#### Records provided
//! Integration tests for the entity/component store
//!
//! Tests schema declaration, slot coherence under destruction, and the
//! per-frame driver usage pattern.

use loam::foundation::Identity;
use loam::storage::EntityStore;

#[derive(Default, Debug, Clone, Copy, PartialEq)]
struct Vec2 {
    x: f32,
    y: f32,
}

fn declare_enemy(store: &mut EntityStore) {
    store.type_begin("enemy").unwrap();
    store.add_component::<Vec2>("position").unwrap();
    store.add_component::<Vec2>("velocity").unwrap();
    store.type_end().unwrap();
}

// =============================================================================
// Declaration
// =============================================================================

#[test]
fn schema_closes_after_type_end() {
    let mut store = EntityStore::new();
    declare_enemy(&mut store);

    assert!(!store.is_declaring());
    assert!(store.add_component::<u32>("health").is_err());
    assert_eq!(store.type_names(), &["enemy"]);
}

#[test]
fn several_types_coexist() {
    let mut store = EntityStore::new();
    declare_enemy(&mut store);

    store.type_begin("bullet").unwrap();
    store.add_component::<Vec2>("position").unwrap();
    store.add_component::<f32>("damage").unwrap();
    store.type_end().unwrap();

    let e = store.create("enemy").unwrap();
    let b = store.create("bullet").unwrap();

    *store.get_component_mut::<f32>(b, "damage").unwrap() = 12.5;
    assert_eq!(store.get_component::<f32>(b, "damage").unwrap(), &12.5);
    // The enemy type has no "damage" component.
    assert!(store.get_component::<f32>(e, "damage").is_err());
    assert_eq!(store.population("enemy").unwrap(), 1);
    assert_eq!(store.population("bullet").unwrap(), 1);
}

// =============================================================================
// Destroy reindexing
// =============================================================================

#[test]
fn destroying_the_second_of_three_enemies() {
    let mut store = EntityStore::new();
    declare_enemy(&mut store);

    let e1 = store.create("enemy").unwrap();
    let e2 = store.create("enemy").unwrap();
    let e3 = store.create("enemy").unwrap();

    for (i, e) in [e1, e2, e3].iter().enumerate() {
        let position = store.get_component_mut::<Vec2>(*e, "position").unwrap();
        *position = Vec2 {
            x: i as f32,
            y: 0.0,
        };
        let velocity = store.get_component_mut::<Vec2>(*e, "velocity").unwrap();
        *velocity = Vec2 {
            x: 0.0,
            y: i as f32,
        };
    }

    store.destroy(e2).unwrap();

    // The 1st keeps slot 0, the former 3rd now occupies slot 1.
    assert_eq!(store.population("enemy").unwrap(), 2);
    assert_eq!(store.identities("enemy").unwrap(), &[e1.id(), e3.id()]);

    // Values read back unchanged through both survivors.
    assert_eq!(
        store.get_component::<Vec2>(e1, "position").unwrap(),
        &Vec2 { x: 0.0, y: 0.0 }
    );
    assert_eq!(
        store.get_component::<Vec2>(e3, "position").unwrap(),
        &Vec2 { x: 2.0, y: 0.0 }
    );
    assert_eq!(
        store.get_component::<Vec2>(e3, "velocity").unwrap(),
        &Vec2 { x: 0.0, y: 2.0 }
    );

    // Slot order matches the identity list across every column.
    assert_eq!(
        store.components::<Vec2>("enemy", "position").unwrap(),
        &[Vec2 { x: 0.0, y: 0.0 }, Vec2 { x: 2.0, y: 0.0 }]
    );
}

#[test]
fn survivors_stay_coherent_across_many_destroys() {
    let mut store = EntityStore::new();
    declare_enemy(&mut store);

    let mut live: Vec<_> = (0..20)
        .map(|i| {
            let e = store.create("enemy").unwrap();
            *store.get_component_mut::<Vec2>(e, "position").unwrap() = Vec2 {
                x: i as f32,
                y: 0.0,
            };
            e
        })
        .collect();

    // Destroy every other entity, front to back.
    let mut i = 0;
    while i < live.len() {
        store.destroy(live.remove(i)).unwrap();
        i += 1;
    }

    let expected: Vec<Identity> = live.iter().map(|e| e.id()).collect();
    assert_eq!(store.identities("enemy").unwrap(), expected.as_slice());
    for e in &live {
        let slot = store
            .identities("enemy")
            .unwrap()
            .iter()
            .position(|id| *id == e.id())
            .unwrap();
        let column = store.components::<Vec2>("enemy", "position").unwrap();
        assert_eq!(
            &column[slot],
            store.get_component::<Vec2>(*e, "position").unwrap()
        );
    }
}

// =============================================================================
// Per-frame driver pattern
// =============================================================================

#[test]
fn bulk_column_update_then_per_entity_read() {
    let mut store = EntityStore::new();
    declare_enemy(&mut store);

    let entities: Vec<_> = (0..8).map(|_| store.create("enemy").unwrap()).collect();
    for (i, e) in entities.iter().enumerate() {
        *store.get_component_mut::<Vec2>(*e, "velocity").unwrap() = Vec2 {
            x: 1.0,
            y: i as f32,
        };
    }

    // Simulate step: integrate velocities over the whole column.
    let velocities = store.components::<Vec2>("enemy", "velocity").unwrap().to_vec();
    let positions = store.components_mut::<Vec2>("enemy", "position").unwrap();
    for (position, velocity) in positions.iter_mut().zip(&velocities) {
        position.x += velocity.x;
        position.y += velocity.y;
    }

    for (i, e) in entities.iter().enumerate() {
        assert_eq!(
            store.get_component::<Vec2>(*e, "position").unwrap(),
            &Vec2 {
                x: 1.0,
                y: i as f32
            }
        );
    }
}

#[test]
fn level_reset_clears_population_but_not_schema() {
    let mut store = EntityStore::new();
    declare_enemy(&mut store);

    for _ in 0..50 {
        store.create("enemy").unwrap();
    }
    store.type_clear("enemy").unwrap();
    assert_eq!(store.population("enemy").unwrap(), 0);

    // Next level repopulates immediately.
    let e = store.create("enemy").unwrap();
    assert_eq!(store.population("enemy").unwrap(), 1);
    assert_eq!(store.identities("enemy").unwrap(), &[e.id()]);
}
########
Work order =>
Select the lines in this material that hold the word "every", leaving none out.

Exercise result =>
    // Slot order matches the identity list across every column.
    // Destroy every other entity, front to back.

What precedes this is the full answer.